= Racism in South Korea =

Racism in South Korea comprises negative attitudes and views on race or ethnicity which are related to each other, are held by various people and groups in South Korea, and have been reflected in discriminatory laws, practices and actions (including violence) at various times in the history of South Korea against racial or ethnic groups. It has been recognized as a widespread social problem in the country. South Korea lacks an anti-discrimination law, which was recommended by the UN Human Rights Committee in 2015. The law has been reported stalled due to "lack of public consensus".

An increase in immigration to South Korea since the 2000s catalyzed more overt expressions of racism, as well as criticism of those expressions. Newspapers have frequently reported on and criticized discrimination against immigrants, in forms such as being paid lower than the minimum wage, having their wages withheld, unsafe work conditions, physical abuse, or general denigration.

In the 2017–2020 World Values Survey, of the 1,245 South Koreans surveyed, 15.2% reported that they would not want someone of a different race as a neighbor. This represents a sharp decrease from the 2010–2014 World Values Survey, where of 1,200 South Koreans surveyed, 34.1% mentioned that they would not want someone of a different race as a neighbor. In the 2010–2014 survey, 44.2% reported they would not want "immigrants/foreign workers" as neighbors. By the 2017–2020 report, this figure was at 22.0%.

According to a survey conducted by the National Human Rights Commission of Korea among foreign residents in South Korea in 2019, 68.4% of respondents declared they had experienced racial discrimination, and many of them said they experienced it due to their Korean language skills (62.3%), because they were not Korean (59.7%), or due to their race (44.7%).

However, in a news article from 2023, Statistics Korea reported that 19.7% of foreign residents in Korea faced racism, mostly due to their nationalities (58.0%) and fluency in Korean (27.9%).

According to a report of the Committee on the Elimination of Racial Discrimination, undocumented migrant children are left without many of the rights enjoyed by their South Korean counterparts.
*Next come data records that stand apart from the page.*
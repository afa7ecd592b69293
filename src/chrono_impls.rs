//! `ClockValue` implementations for `chrono` types.
//!
//! Only hour, minute and second are read. Dates, nanoseconds (including
//! chrono's leap-second representation) and offsets are ignored.

use chrono::{DateTime, NaiveDateTime, NaiveTime, TimeDelta, TimeZone, Timelike};

use crate::clock::ClockValue;
use crate::duration::{ClockDuration, DurationError};

// Timelike guarantees hour < 24 and minute, second < 60.
#[inline]
fn triple<T: Timelike>(value: &T) -> (i32, i32, i32) {
    (
        value.hour() as i32,
        value.minute() as i32,
        value.second() as i32,
    )
}

impl ClockValue for NaiveTime {
    #[inline]
    fn clock(&self) -> (i32, i32, i32) {
        triple(self)
    }
}

impl ClockValue for NaiveDateTime {
    #[inline]
    fn clock(&self) -> (i32, i32, i32) {
        triple(self)
    }
}

/// Uses the local time of the value's own time zone.
impl<Tz: TimeZone> ClockValue for DateTime<Tz> {
    #[inline]
    fn clock(&self) -> (i32, i32, i32) {
        triple(self)
    }
}

impl TryFrom<ClockDuration> for TimeDelta {
    type Error = DurationError;

    fn try_from(value: ClockDuration) -> Result<Self, Self::Error> {
        TimeDelta::try_seconds(value.as_secs()).ok_or(DurationError::OutOfRange)
    }
}

/// Sub-second parts of the source are truncated toward zero.
impl From<TimeDelta> for ClockDuration {
    fn from(value: TimeDelta) -> Self {
        ClockDuration::from_secs(value.num_seconds())
    }
}
//! `ClockValue` implementations for `time` types.

use time::{OffsetDateTime, PrimitiveDateTime, Time};

use crate::clock::ClockValue;
use crate::duration::ClockDuration;

impl ClockValue for Time {
    #[inline]
    fn clock(&self) -> (i32, i32, i32) {
        (self.hour().into(), self.minute().into(), self.second().into())
    }
}

impl ClockValue for PrimitiveDateTime {
    #[inline]
    fn clock(&self) -> (i32, i32, i32) {
        self.time().clock()
    }
}

/// Uses the wall-clock time at the value's own offset.
impl ClockValue for OffsetDateTime {
    #[inline]
    fn clock(&self) -> (i32, i32, i32) {
        self.time().clock()
    }
}

impl From<ClockDuration> for time::Duration {
    fn from(value: ClockDuration) -> Self {
        time::Duration::seconds(value.as_secs())
    }
}

/// Sub-second parts of the source are truncated toward zero.
impl From<time::Duration> for ClockDuration {
    fn from(value: time::Duration) -> Self {
        ClockDuration::from_secs(value.whole_seconds())
    }
}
The process used to determine refugees status is designed "not to protect refugees but to keep them out." Migrant workers are only allowed to change their job with their old employer's permission. Migrant workers who work in agricultural sector, small businesses and domestic services are the most vulnerable to discrimination because of the temporary nature of their work.

==History==
Scholars believe Korea's strong national identity comes from a long tradition of "thousand years of 'pure' ancestral bloodlines, common language, customs, and history" and was strengthened during and after the Japanese colonialism in the 20th century. The Japanese's attempts to erase Korean language, culture and history had constructed ethnocentrism and ethno-nationalism as a method for Koreans to reclaim and maintain their sovereignty.
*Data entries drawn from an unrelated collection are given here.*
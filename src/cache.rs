//! Durable package cache (`.repology_cache.json`).
//!
//! The whole file is read into memory, mutated, and rewritten on every
//! change. Writes go to a temporary file in the same directory which is then
//! renamed over the cache, so an interrupted run never leaves half a JSON
//! document behind.
//!
//! On disk every entry is a flat object: the [`PackageRecord`] fields plus a
//! `_timestamp` (Unix epoch seconds, float). Older tooling wrote two other
//! shapes which are still accepted on load:
//!
//! ```json
//! { "ripgrep": { "_timestamp": 1700000000.0, "data": { "platforms": { ... } } } }
//! { "unknown": { "_timestamp": 1700000000.0, "data": null } }
//! ```
//!
//! Only one process should write a given cache file at a time.

use crate::error::{MapError, Result};
use crate::platform::EcosystemKey;
use crate::record::{HomebrewMetadata, LookupStatus, PackageRecord};
use serde::{Deserialize, Serialize};
use serde_json::Value;
use std::collections::BTreeMap;
use std::io::Write;
use std::path::{Path, PathBuf};
use std::time::Duration;
use tracing::{debug, warn};

const TIMESTAMP_KEY: &str = "_timestamp";
const LEGACY_DATA_KEY: &str = "data";

/// Current Unix time in seconds, with sub-second precision.
pub fn now_timestamp() -> f64 {
    chrono::Utc::now().timestamp_millis() as f64 / 1000.0
}

/// In-memory view of one cache file.
#[derive(Debug)]
pub struct CacheStore {
    path: PathBuf,
    entries: BTreeMap<String, PackageRecord>,
}

#[derive(Serialize)]
struct StoredEntry<'a> {
    #[serde(flatten)]
    record: &'a PackageRecord,
    #[serde(rename = "_timestamp")]
    timestamp: f64,
}

/// Payload as it may appear in any historical cache shape.
#[derive(Deserialize, Default)]
#[serde(default)]
struct RawRecord {
    status: Option<LookupStatus>,
    platforms: BTreeMap<String, bool>,
    package_names: BTreeMap<String, Option<String>>,
    description: Option<String>,
    homebrew_metadata: Option<HomebrewMetadata>,
    #[serde(rename = "brew-supports-darwin")]
    brew_supports_darwin: Option<bool>,
    #[serde(rename = "brew-supports-linux")]
    brew_supports_linux: Option<bool>,
    #[serde(rename = "brew-is-cask")]
    brew_is_cask: Option<bool>,
}

impl CacheStore {
    /// An empty store that will be written to `path`.
    pub fn new(path: impl Into<PathBuf>) -> Self {
        Self {
            path: path.into(),
            entries: BTreeMap::new(),
        }
    }

    /// Load the cache file.
    ///
    /// A missing file is an empty cache. A file that isn't valid JSON (or
    /// isn't UTF-8 at all) is also treated as empty, with a warning, so a
    /// corrupted cache costs a refresh, not the run. Any other read error is
    /// fatal.
    pub fn load(path: impl Into<PathBuf>) -> Result<Self> {
        let path = path.into();
        let content = match std::fs::read(&path) {
            Ok(c) => c,
            Err(e) if e.kind() == std::io::ErrorKind::NotFound => {
                debug!("no cache at {}, starting empty", path.display());
                return Ok(Self::new(path));
            }
            Err(e) => return Err(e.into()),
        };

        let entries = match serde_json::from_slice::<Value>(&content) {
            Ok(Value::Object(map)) => map
                .into_iter()
                .filter_map(|(name, value)| {
                    let record = normalize_entry(&name, value)?;
                    Some((name, record))
                })
                .collect(),
            Ok(_) => {
                warn!(
                    "cache {} is not a JSON object, treating as empty",
                    path.display()
                );
                BTreeMap::new()
            }
            Err(e) => {
                warn!(
                    "cache {} is malformed ({}), treating as empty",
                    path.display(),
                    e
                );
                BTreeMap::new()
            }
        };

        Ok(Self { path, entries })
    }

    pub fn path(&self) -> &Path {
        &self.path
    }

    pub fn len(&self) -> usize {
        self.entries.len()
    }

    pub fn is_empty(&self) -> bool {
        self.entries.is_empty()
    }

    pub fn get(&self, name: &str) -> Option<&PackageRecord> {
        self.entries.get(name)
    }

    pub fn contains(&self, name: &str) -> bool {
        self.entries.contains_key(name)
    }

    pub fn iter(&self) -> impl Iterator<Item = (&str, &PackageRecord)> {
        self.entries.iter().map(|(k, v)| (k.as_str(), v))
    }

    /// Serialize the full map back to disk atomically.
    pub fn save(&self) -> Result<()> {
        let stored: BTreeMap<&str, StoredEntry<'_>> = self
            .entries
            .iter()
            .map(|(name, record)| {
                (
                    name.as_str(),
                    StoredEntry {
                        record,
                        timestamp: record.last_refreshed,
                    },
                )
            })
            .collect();

        let mut json = serde_json::to_string_pretty(&stored)?;
        json.push('\n');
        write_atomic(&self.path, json.as_bytes()).map_err(|source| MapError::CacheWrite {
            path: self.path.clone(),
            source,
        })
    }

    /// Insert or replace `name`, stamp it with the current time, and persist.
    pub fn upsert(&mut self, name: &str, record: PackageRecord) -> Result<&PackageRecord> {
        self.upsert_at(name, record, now_timestamp())
    }

    /// [`upsert`](Self::upsert) with an explicit timestamp.
    pub fn upsert_at(
        &mut self,
        name: &str,
        mut record: PackageRecord,
        timestamp: f64,
    ) -> Result<&PackageRecord> {
        record.last_refreshed = timestamp;
        self.entries.insert(name.to_string(), record);
        self.save()?;
        Ok(&self.entries[name])
    }

    /// Remove `name` and persist. Returns whether anything was removed.
    pub fn remove(&mut self, name: &str) -> Result<bool> {
        if self.entries.remove(name).is_some() {
            self.save()?;
            Ok(true)
        } else {
            Ok(false)
        }
    }

    /// Drop entries from memory only, handing them back so they can be
    /// [`restore`](Self::restore)d if the replacement lookup fails.
    pub fn evict(&mut self, names: &[String]) -> Vec<(String, PackageRecord)> {
        names
            .iter()
            .filter_map(|name| {
                let record = self.entries.remove(name)?;
                debug!("evicted cache entry {}", name);
                Some((name.clone(), record))
            })
            .collect()
    }

    /// Put evicted entries back without touching disk or timestamps.
    pub fn restore(&mut self, evicted: Vec<(String, PackageRecord)>) {
        for (name, record) in evicted {
            self.entries.entry(name).or_insert(record);
        }
    }

    /// Forget everything and delete the cache file.
    pub fn clear(&mut self) -> Result<()> {
        self.entries.clear();
        match std::fs::remove_file(&self.path) {
            Ok(()) => Ok(()),
            Err(e) if e.kind() == std::io::ErrorKind::NotFound => Ok(()),
            Err(source) => Err(MapError::CacheWrite {
                path: self.path.clone(),
                source,
            }),
        }
    }

    pub fn stats(&self, now: f64, ttl: Duration) -> CacheStats {
        let ttl = ttl.as_secs_f64();
        let mut stats = CacheStats {
            total: self.entries.len(),
            daily_quota: (self.entries.len() / 7).max(1),
            file_size: std::fs::metadata(&self.path).ok().map(|m| m.len()),
            ..CacheStats::default()
        };

        for record in self.entries.values() {
            if record.last_refreshed <= 0.0 {
                stats.never_refreshed += 1;
            } else if record.age(now) <= ttl {
                stats.fresh += 1;
            } else {
                stats.expired += 1;
            }
            if record.is_negative() {
                stats.negative += 1;
            }
        }

        stats
    }

    /// Remove expired (and optionally negative) entries, then persist.
    pub fn prune(&mut self, now: f64, ttl: Duration, drop_negative: bool) -> Result<PruneReport> {
        let ttl = ttl.as_secs_f64();
        let mut report = PruneReport::default();

        self.entries.retain(|name, record| {
            if drop_negative && record.is_negative() {
                debug!("pruning negative entry {}", name);
                report.negative_removed += 1;
                false
            } else if record.age(now) > ttl {
                debug!("pruning expired entry {}", name);
                report.expired_removed += 1;
                false
            } else {
                true
            }
        });
        report.kept = self.entries.len();

        if report.removed() > 0 {
            self.save()?;
        }
        Ok(report)
    }
}

#[derive(Debug, Clone, Default, PartialEq, Eq)]
pub struct CacheStats {
    pub total: usize,
    pub fresh: usize,
    pub expired: usize,
    pub never_refreshed: usize,
    pub negative: usize,
    pub file_size: Option<u64>,
    /// Entries one daily segment refreshes
    pub daily_quota: usize,
}

#[derive(Debug, Clone, Default, PartialEq, Eq)]
pub struct PruneReport {
    pub kept: usize,
    pub expired_removed: usize,
    pub negative_removed: usize,
}

impl PruneReport {
    pub fn removed(&self) -> usize {
        self.expired_removed + self.negative_removed
    }
}

/// Replace `path` with `contents` via a temporary file in the same directory.
pub fn write_atomic(path: &Path, contents: &[u8]) -> std::io::Result<()> {
    let dir = match path.parent() {
        Some(parent) if !parent.as_os_str().is_empty() => parent,
        _ => Path::new("."),
    };
    std::fs::create_dir_all(dir)?;

    let mut tmp = tempfile::NamedTempFile::new_in(dir)?;
    tmp.write_all(contents)?;
    tmp.as_file().sync_all()?;
    tmp.persist(path).map_err(|e| e.error)?;
    Ok(())
}

/// Read any historical entry shape into a [`PackageRecord`].
fn normalize_entry(name: &str, value: Value) -> Option<PackageRecord> {
    let Value::Object(mut obj) = value else {
        warn!("skipping cache entry {}: not an object", name);
        return None;
    };

    let timestamp = obj
        .remove(TIMESTAMP_KEY)
        .and_then(|t| t.as_f64())
        .unwrap_or(0.0);

    let payload = match obj.remove(LEGACY_DATA_KEY) {
        Some(Value::Null) => {
            let mut record = PackageRecord::not_found();
            record.last_refreshed = timestamp;
            return Some(record);
        }
        Some(data @ Value::Object(_)) => data,
        Some(other) => {
            warn!(
                "skipping cache entry {}: unexpected legacy payload {}",
                name, other
            );
            return None;
        }
        None => Value::Object(obj),
    };

    let raw: RawRecord = match serde_json::from_value(payload) {
        Ok(raw) => raw,
        Err(e) => {
            warn!("skipping cache entry {}: {}", name, e);
            return None;
        }
    };

    let mut record = PackageRecord::empty();
    for (key, available) in &raw.platforms {
        match key.parse::<EcosystemKey>() {
            Ok(k) => record.set_available(k, *available),
            Err(_) => debug!("{}: ignoring unknown platform key {}", name, key),
        }
    }

    for (key, pkg) in raw.package_names {
        let Some(pkg) = pkg.filter(|p| !p.is_empty()) else {
            continue;
        };
        for target in legacy_name_targets(&key, &record) {
            record.offer_name(target, &pkg);
        }
    }

    record.description = raw.description.filter(|d| !d.trim().is_empty());
    record.homebrew_metadata = raw.homebrew_metadata.or(
        match (
            raw.brew_supports_darwin,
            raw.brew_supports_linux,
            raw.brew_is_cask,
        ) {
            (None, None, None) => None,
            (darwin, linux, cask) => Some(HomebrewMetadata {
                supports_darwin: darwin.unwrap_or(false),
                supports_linux: linux.unwrap_or(false),
                is_cask: cask.unwrap_or(false),
            }),
        },
    );

    record.status = raw.status.unwrap_or_else(|| {
        // Entries written before the explicit tag: all-false with no
        // description was the only way a negative result was stored.
        if !record.any_available() && record.description.is_none() {
            LookupStatus::NotFound
        } else {
            LookupStatus::Found
        }
    });
    record.complete_keys();
    record.last_refreshed = timestamp;
    Some(record)
}

/// Ecosystem keys a `package_names` key applies to, including old aliases.
fn legacy_name_targets(key: &str, record: &PackageRecord) -> Vec<EcosystemKey> {
    if let Ok(k) = key.parse::<EcosystemKey>() {
        return vec![k];
    }
    match key {
        "apt" => vec![EcosystemKey::Debian, EcosystemKey::Ubuntu],
        "arch" => {
            if !record.is_available(EcosystemKey::ArchOfficial)
                && record.is_available(EcosystemKey::ArchAur)
            {
                vec![EcosystemKey::ArchAur]
            } else {
                vec![EcosystemKey::ArchOfficial]
            }
        }
        _ => Vec::new(),
    }
}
According to Katharine Moon, the Asian financial crisis in 1997 is one of the events that shaped Korean's dominant attitude towards immigrants and foreigners. In the 1997 crisis, the IMF forced South Korea to take a bailout and the adverse effect it had on Korean's economy caused the closings of financial institutions, losing jobs for 5% of workers and decreased earnings for the majority of the population.

It was also observed that, due to a lack of an anti-discrimination law, incidents occurred where non Korean people were denied services at clubs or in taxis without consequences.

===Attitudes against different races and groups===
Overt racist attitudes are more commonly expressed towards immigrants from poorer Asian countries, Latin America, and Africa, while racist attitudes toward immigrants of Western European and Japanese descent are more commonly expressed via subtle racism and microaggressions. Related discrimination has also been reported with regard to mixed-race children, Chinese Korean, and North Korean immigrants.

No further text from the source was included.